> About this task
Within the material below, find each line bearing the word "copied" and present it.

> Data to use
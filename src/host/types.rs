//! Data model shared with the host platform.

use chrono::{DateTime, Utc};
use serde::{Deserialize, Serialize};
use std::collections::BTreeMap;

/// Host data type identifiers.
pub mod data_type {
    /// Rider power stream
    pub const POWER: &str = "TYPE_POWER_ID";
    /// Speed as shown by the host
    pub const SPEED: &str = "TYPE_SPEED_ID";
    /// Speed source channel a sensor can feed
    pub const SPEED_SOURCE: &str = "SOURCE_SPEED_ID";
    /// Speed derived from a power meter
    pub const POWER_SPEED: &str = "TYPE_POWER_SPEED_ID";
    /// Speed from a speed/cadence sensor
    pub const CSC_SPEED: &str = "TYPE_CSC_SPEED_ID";
    /// Speed from GPS
    pub const LOCATION_SPEED: &str = "TYPE_LOCATION_SPEED_ID";
}

/// Host data point field identifiers.
pub mod field {
    pub const SINGLE: &str = "FIELD_SINGLE_ID";
    pub const POWER: &str = "FIELD_POWER_ID";
    pub const SPEED: &str = "FIELD_SPEED_ID";
    pub const DISTANCE: &str = "FIELD_DISTANCE_ID";
}

/// Unit system preference.
#[derive(Debug, Clone, Copy, PartialEq, Eq, Default, Serialize, Deserialize)]
#[serde(rename_all = "lowercase")]
pub enum Units {
    /// Metric units (km/h, kg, km)
    #[default]
    Metric,
    /// Imperial units (mph, lbs, miles)
    Imperial,
}

impl std::fmt::Display for Units {
    fn fmt(&self, f: &mut std::fmt::Formatter<'_>) -> std::fmt::Result {
        match self {
            Units::Metric => write!(f, "Metric"),
            Units::Imperial => write!(f, "Imperial"),
        }
    }
}

impl Units {
    /// Convert a speed in m/s to the preferred unit.
    pub fn convert_speed(&self, speed_ms: f64) -> (f64, &'static str) {
        match self {
            Units::Metric => (speed_ms * 3.6, "km/h"),
            Units::Imperial => (speed_ms * 2.23694, "mph"),
        }
    }
}

/// Rider profile as published by the host.
#[derive(Debug, Clone, PartialEq, Serialize, Deserialize)]
pub struct UserProfile {
    /// Weight in kilograms
    pub weight_kg: f64,
    /// Unit preference
    pub preferred_unit: Units,
}

impl Default for UserProfile {
    fn default() -> Self {
        Self {
            weight_kg: 75.0,
            preferred_unit: Units::Metric,
        }
    }
}

impl UserProfile {
    /// Create a metric profile with the given weight.
    pub fn with_weight(weight_kg: f64) -> Self {
        Self {
            weight_kg,
            ..Default::default()
        }
    }

    /// Whether the weight can drive a simulation.
    pub fn has_valid_weight(&self) -> bool {
        self.weight_kg.is_finite() && self.weight_kg > 0.0
    }
}

/// The ride profile currently selected on the host.
#[derive(Debug, Clone, PartialEq, Serialize, Deserialize)]
pub struct ActiveRideProfile {
    /// Human-readable profile name
    pub name: String,
    /// Whether the profile is flagged as an indoor (trainer) ride
    pub indoor: bool,
}

impl ActiveRideProfile {
    /// Create a ride profile.
    pub fn new(name: impl Into<String>, indoor: bool) -> Self {
        Self {
            name: name.into(),
            indoor,
        }
    }
}

/// A named, timestamped set of values handed to or received from the host.
#[derive(Debug, Clone, PartialEq, Serialize, Deserialize)]
pub struct DataPoint {
    /// Data type identifier
    pub data_type_id: String,
    /// Field values
    pub values: BTreeMap<String, f64>,
    /// Device that produced the point, if any
    pub source_id: Option<String>,
    /// When the point was produced
    pub timestamp: DateTime<Utc>,
}

impl DataPoint {
    /// Create a data point with a single field.
    pub fn single(
        data_type_id: impl Into<String>,
        field_id: impl Into<String>,
        value: f64,
        source_id: Option<String>,
    ) -> Self {
        let mut values = BTreeMap::new();
        values.insert(field_id.into(), value);
        Self {
            data_type_id: data_type_id.into(),
            values,
            source_id,
            timestamp: Utc::now(),
        }
    }

    /// Value of a specific field.
    pub fn value(&self, field_id: &str) -> Option<f64> {
        self.values.get(field_id).copied()
    }

    /// The point's scalar value: the single field if present, otherwise the
    /// only value carried.
    pub fn single_value(&self) -> Option<f64> {
        if let Some(value) = self.value(field::SINGLE) {
            return Some(value);
        }
        if self.values.len() == 1 {
            return self.values.values().next().copied();
        }
        None
    }
}

/// State of a host data stream.
#[derive(Debug, Clone, PartialEq)]
pub enum StreamState {
    /// The host is looking for a source
    Searching,
    /// A value is available
    Streaming(DataPoint),
    /// No source can provide this data type
    NotAvailable,
    /// The stream is idle
    Idle,
}

/// A device registered in the host's sensor list.
#[derive(Debug, Clone, PartialEq, Serialize, Deserialize)]
pub struct SavedDevice {
    /// Full device identifier (`extension::uid`)
    pub id: String,
    /// Whether the user enabled the device
    pub enabled: bool,
    /// Data types the device provides
    pub supported_data_types: Vec<String>,
}

impl SavedDevice {
    /// Whether the device provides any of the given data types.
    pub fn supports_any(&self, data_types: &[&str]) -> bool {
        self.supported_data_types
            .iter()
            .any(|t| data_types.contains(&t.as_str()))
    }
}

/// The host's ordered sensor list.
#[derive(Debug, Clone, PartialEq, Default, Serialize, Deserialize)]
pub struct SavedDevices {
    /// Devices in priority order
    pub devices: Vec<SavedDevice>,
}
//! Power-to-speed simulation.

pub mod physics;
pub mod simulator;
pub mod types;

pub use physics::{tick, PhysicsParams};
pub use simulator::{SpeedSimulator, UPDATE_INTERVAL};
pub use types::{PowerSample, SimulationState, TickOutput};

> Your solution
        self.values.get(field_id).copied()
            return self.values.values().next().copied();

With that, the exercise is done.